Saved data entries
= Beginning of Section =

//! Bidirectional WebSocket audio transceiver for realtime voice pipelines.
//!
//! The transceiver sits between a push-style media pipeline and a remote
//! WebSocket peer. Audio presented on its sink port is forwarded to the remote
//! as binary frames; binary frames received from the remote are queued and
//! delivered on the source port at a steady cadence derived from the pipeline
//! clock. The remote can interrupt in-flight playback at any moment with a
//! `{"type":"clear"}` text message (barge-in), and lost connections are
//! re-established with exponential backoff.
//!
//! # Architecture
//!
//! ```text
//! upstream ──chain──▶ ┌──────────────────┐ ──binary──▶ remote
//!                     │  WsTransceiver   │
//! downstream ◀─paced─ │  queue + pacer   │ ◀─binary/text── remote
//!                     └──────────────────┘
//! ```
//!
//! Three workers cooperate per active element: the caller thread running
//! [`WsTransceiver::chain`], a WebSocket worker owning a pinned event loop,
//! and an output pacer that timestamps and pushes received audio downstream.
//!
//! # Example
//!
//! ```rust,ignore
//! use std::sync::Arc;
//! use ws_audio_transceiver::{
//!     Caps, ElementState, StreamEvent, TransceiverConfig, WsTransceiver,
//! };
//!
//! let config = TransceiverConfig {
//!     uri: Some("ws://127.0.0.1:9999".to_string()),
//!     frame_duration_ms: 20,
//!     ..Default::default()
//! };
//!
//! let element = WsTransceiver::new(config);
//! element.set_downstream(my_consumer);
//! element.set_state(ElementState::Paused)?;
//!
//! element.sink_event(StreamEvent::Caps(Caps::raw("S16LE", 16000, 1)))?;
//! element.chain(audio_bytes)?;
//! ```

pub mod caps;
pub mod config;
pub mod element;
pub mod error;
pub mod pipeline;
pub mod queue;

mod pacer;
mod state;
mod transport;

pub use caps::{AudioParams, Caps};
pub use config::TransceiverConfig;
pub use element::{ConnectionStatus, ElementState, WsTransceiver};
pub use error::{FlowError, FlowResult, TransceiverError, TransceiverResult};
pub use pipeline::{
    AudioFrame, Downstream, LatencyInfo, MonotonicClock, PipelineClock, StreamEvent,
};
pub use queue::{QueueStats, ReceiveQueue};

= End of Section =

Work task: Reproduce the entries exactly, each one as given.

Result of this exercise:
//! Bidirectional WebSocket audio transceiver for realtime voice pipelines.
//!
//! The transceiver sits between a push-style media pipeline and a remote
//! WebSocket peer. Audio presented on its sink port is forwarded to the remote
//! as binary frames; binary frames received from the remote are queued and
//! delivered on the source port at a steady cadence derived from the pipeline
//! clock. The remote can interrupt in-flight playback at any moment with a
//! `{"type":"clear"}` text message (barge-in), and lost connections are
//! re-established with exponential backoff.
//!
//! # Architecture
//!
//! ```text
//! upstream ──chain──▶ ┌──────────────────┐ ──binary──▶ remote
//!                     │  WsTransceiver   │
//! downstream ◀─paced─ │  queue + pacer   │ ◀─binary/text── remote
//!                     └──────────────────┘
//! ```
//!
//! Three workers cooperate per active element: the caller thread running
//! [`WsTransceiver::chain`], a WebSocket worker owning a pinned event loop,
//! and an output pacer that timestamps and pushes received audio downstream.
//!
//! # Example
//!
//! ```rust,ignore
//! use std::sync::Arc;
//! use ws_audio_transceiver::{
//!     Caps, ElementState, StreamEvent, TransceiverConfig, WsTransceiver,
//! };
//!
//! let config = TransceiverConfig {
//!     uri: Some("ws://127.0.0.1:9999".to_string()),
//!     frame_duration_ms: 20,
//!     ..Default::default()
//! };
//!
//! let element = WsTransceiver::new(config);
//! element.set_downstream(my_consumer);
//! element.set_state(ElementState::Paused)?;
//!
//! element.sink_event(StreamEvent::Caps(Caps::raw("S16LE", 16000, 1)))?;
//! element.chain(audio_bytes)?;
//! ```

pub mod caps;
pub mod config;
pub mod element;
pub mod error;
pub mod pipeline;
pub mod queue;

mod pacer;
mod state;
mod transport;

pub use caps::{AudioParams, Caps};
pub use config::TransceiverConfig;
pub use element::{ConnectionStatus, ElementState, WsTransceiver};
pub use error::{FlowError, FlowResult, TransceiverError, TransceiverResult};
pub use pipeline::{
    AudioFrame, Downstream, LatencyInfo, MonotonicClock, PipelineClock, StreamEvent,
};
pub use queue::{QueueStats, ReceiveQueue};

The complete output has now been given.